I'm firmly in the camp that a megadungeon needs lots of empty rooms and fly-over terrain. The players aren't meant to laboriously explore every corner of every room; they're frequently passing quickly through empty spaces en route to an actual destination or quest. It creates space for them to find a reason to return to an 'empty' area later when they find a map or clue indicating a hidden cache.
My creation process is straightforward - I determine the room where the treasure is hidden, first (randomly, of course) and drop a quick note in the room description where the treasure is hidden. Then I'll make a small map, usually showing the treasure room and a nearby room or hallway. The objective is to give the players a small pattern on a snippet of graph paper - whenever they've mapped enough of the larger dungeon to match the snippet, they now know where to search.

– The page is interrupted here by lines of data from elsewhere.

use crate::config::AppConfig;
use anyhow::{Context, Result};
use figment::{
    providers::{Env, Format, Json, Serialized, Toml},
    Figment,
};
use std::path::Path;

pub const DEFAULT_CONFIG_PATH: &str = "config/Config.toml";

pub struct ConfigLoader;

impl ConfigLoader {
    /// Loads configuration from `config/Config.toml`, `BTC_` environment
    /// variables and an optional `config/Config.json`, on top of the
    /// built-in defaults.
    ///
    /// # Errors
    ///
    /// Returns an error if a configuration source cannot be parsed or the
    /// merged configuration fails validation.
    pub fn load() -> Result<AppConfig> {
        Self::load_from(DEFAULT_CONFIG_PATH)
    }

    /// Same as [`ConfigLoader::load`] with an explicit TOML path.
    ///
    /// # Errors
    ///
    /// Returns an error if a configuration source cannot be parsed or the
    /// merged configuration fails validation.
    pub fn load_from(path: impl AsRef<Path>) -> Result<AppConfig> {
        let path = path.as_ref();
        let config: AppConfig = Self::figment(path)
            .extract()
            .with_context(|| format!("failed to load configuration from {}", path.display()))?;
        config.validate()?;

        tracing::debug!(path = %path.display(), "configuration loaded");
        Ok(config)
    }

    fn figment(path: &Path) -> Figment {
        Figment::from(Serialized::defaults(AppConfig::default()))
            .merge(Toml::file(path))
            .merge(Env::prefixed("BTC_").split("__"))
            .join(Json::file("config/Config.json"))
    }
}

#[cfg(test)]
mod tests {
    use super::*;
    use crate::trade::Venue;
    use rust_decimal::Decimal;

    #[test]
    fn test_missing_file_yields_defaults() {
        figment::Jail::expect_with(|_jail| {
            let config = ConfigLoader::load_from("does/not/exist.toml").unwrap();
            assert_eq!(config.risk_control.max_daily_trades, 30);
            Ok(())
        });
    }

    #[test]
    fn test_toml_overrides_and_string_keys() {
        figment::Jail::expect_with(|jail| {
            jail.create_file(
                "Config.toml",
                r#"
                [risk_control]
                bet_range = [2.0, 8.0]
                daily_max_loss = 25.0

                [confidence_thresholds]
                "15" = 0.62

                [polymarket]
                payout_ratio = 1.95
                "#,
            )?;
            let config = ConfigLoader::load_from("Config.toml").unwrap();
            assert_eq!(config.risk_control.bet_range, [2.0, 8.0]);
            assert_eq!(config.risk_control.daily_max_loss, Decimal::from(25));
            assert_eq!(config.risk_control.max_consecutive_losses, 8);
            assert!((config.confidence_threshold(15) - 0.62).abs() < 1e-12);
            assert!((config.payout_ratio(Venue::Polymarket, 60) - 1.95).abs() < 1e-12);
            Ok(())
        });
    }

    #[test]
    fn test_env_overrides_toml() {
        figment::Jail::expect_with(|jail| {
            jail.create_file("Config.toml", "[risk_control]\nmax_daily_trades = 10\n")?;
            jail.set_env("BTC_RISK_CONTROL__MAX_DAILY_TRADES", "3");
            let config = ConfigLoader::load_from("Config.toml").unwrap();
            assert_eq!(config.risk_control.max_daily_trades, 3);
            Ok(())
        });
    }

    #[test]
    fn test_invalid_config_is_rejected() {
        figment::Jail::expect_with(|jail| {
            jail.create_file("Config.toml", "[risk_control]\nbet_range = [9.0, 1.0]\n")?;
            assert!(ConfigLoader::load_from("Config.toml").is_err());
            Ok(())
        });
    }
}
//! Majority-direction baseline.
//!
//! Fitting measures how often price finished higher over the timeframe in the
//! training window. Prediction always bets the majority direction with that
//! frequency as confidence. Useful as a floor any real model must beat.

use btc_predictor_core::labeling::labelled_rows;
use btc_predictor_core::{
    Candle, Direction, FeaturesUsed, PredictionSignal, SettlementCondition, Strategy,
    StrategyError, SUPPORTED_TIMEFRAMES,
};
use anyhow::Result;
use std::collections::BTreeMap;
use tracing::debug;

pub const NAME: &str = "base_rate";
pub const DEFAULT_MIN_SAMPLES: usize = 100;

#[derive(Debug, Clone, Copy, PartialEq)]
struct FittedRate {
    up_rate: f64,
    samples: usize,
}

pub struct BaseRateStrategy {
    min_samples: usize,
    condition: SettlementCondition,
    fitted: BTreeMap<u32, FittedRate>,
}

impl BaseRateStrategy {
    #[must_use]
    pub fn new(min_samples: usize, condition: SettlementCondition) -> Self {
        Self {
            min_samples,
            condition,
            fitted: BTreeMap::new(),
        }
    }

    /// Fitted up-frequency for `timeframe`, if any.
    #[must_use]
    pub fn up_rate(&self, timeframe: u32) -> Option<f64> {
        self.fitted.get(&timeframe).map(|f| f.up_rate)
    }
}

impl Default for BaseRateStrategy {
    fn default() -> Self {
        Self::new(DEFAULT_MIN_SAMPLES, SettlementCondition::Strict)
    }
}

impl Strategy for BaseRateStrategy {
    fn name(&self) -> &str {
        NAME
    }

    fn requires_fitting(&self) -> bool {
        true
    }

    fn available_timeframes(&self) -> &[u32] {
        &SUPPORTED_TIMEFRAMES
    }

    fn fit(&mut self, history: &[Candle], timeframe_minutes: u32) -> Result<()> {
        if !SUPPORTED_TIMEFRAMES.contains(&timeframe_minutes) {
            return Err(StrategyError::UnsupportedTimeframe {
                strategy: NAME.to_string(),
                timeframe: timeframe_minutes,
            }
            .into());
        }
        let rows = labelled_rows(history, timeframe_minutes, self.condition);
        if rows.len() < self.min_samples {
            return Err(StrategyError::InsufficientData {
                required: self.min_samples,
                available: rows.len(),
            }
            .into());
        }

        let ups = rows.iter().filter(|(_, label)| *label == 1).count();
        let up_rate = ups as f64 / rows.len() as f64;
        debug!(
            timeframe = timeframe_minutes,
            samples = rows.len(),
            up_rate,
            "base rate fitted"
        );
        self.fitted.insert(
            timeframe_minutes,
            FittedRate {
                up_rate,
                samples: rows.len(),
            },
        );
        Ok(())
    }

    fn predict(&self, history: &[Candle], timeframe_minutes: u32) -> Result<PredictionSignal> {
        let fitted = self
            .fitted
            .get(&timeframe_minutes)
            .ok_or_else(|| StrategyError::NotFitted {
                strategy: NAME.to_string(),
                timeframe: timeframe_minutes,
            })?;
        let last = history.last().ok_or(StrategyError::InsufficientData {
            required: 1,
            available: 0,
        })?;

        let (direction, confidence) = if fitted.up_rate >= 0.5 {
            (Direction::Higher, fitted.up_rate)
        } else {
            (Direction::Lower, 1.0 - fitted.up_rate)
        };

        #[allow(clippy::cast_precision_loss)]
        let features = BTreeMap::from([
            ("up_rate".to_string(), fitted.up_rate),
            ("samples".to_string(), fitted.samples as f64),
        ]);

        Ok(PredictionSignal::new(
            NAME,
            last.timestamp,
            timeframe_minutes,
            direction,
            confidence,
            last.close,
        )?
        .with_features(FeaturesUsed::Values(features)))
    }
}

I've placed a few verbal treasure maps as well, little rhymes such as "Black water beneath the cypress tree, third step down to find the orange key". So far, none of these have shown up in game reports, though at least one is hidden on somewhere on level one.
Eventually, the treasure maps I use will be more elaborate - they'll point to areas outside the dungeon that require quests and wilderness travel. For lower levels, the self-referential maps are fine. I don't want to over think them, and don't let them become blockers. They're completely optional for the players - bonuses for the vigilant.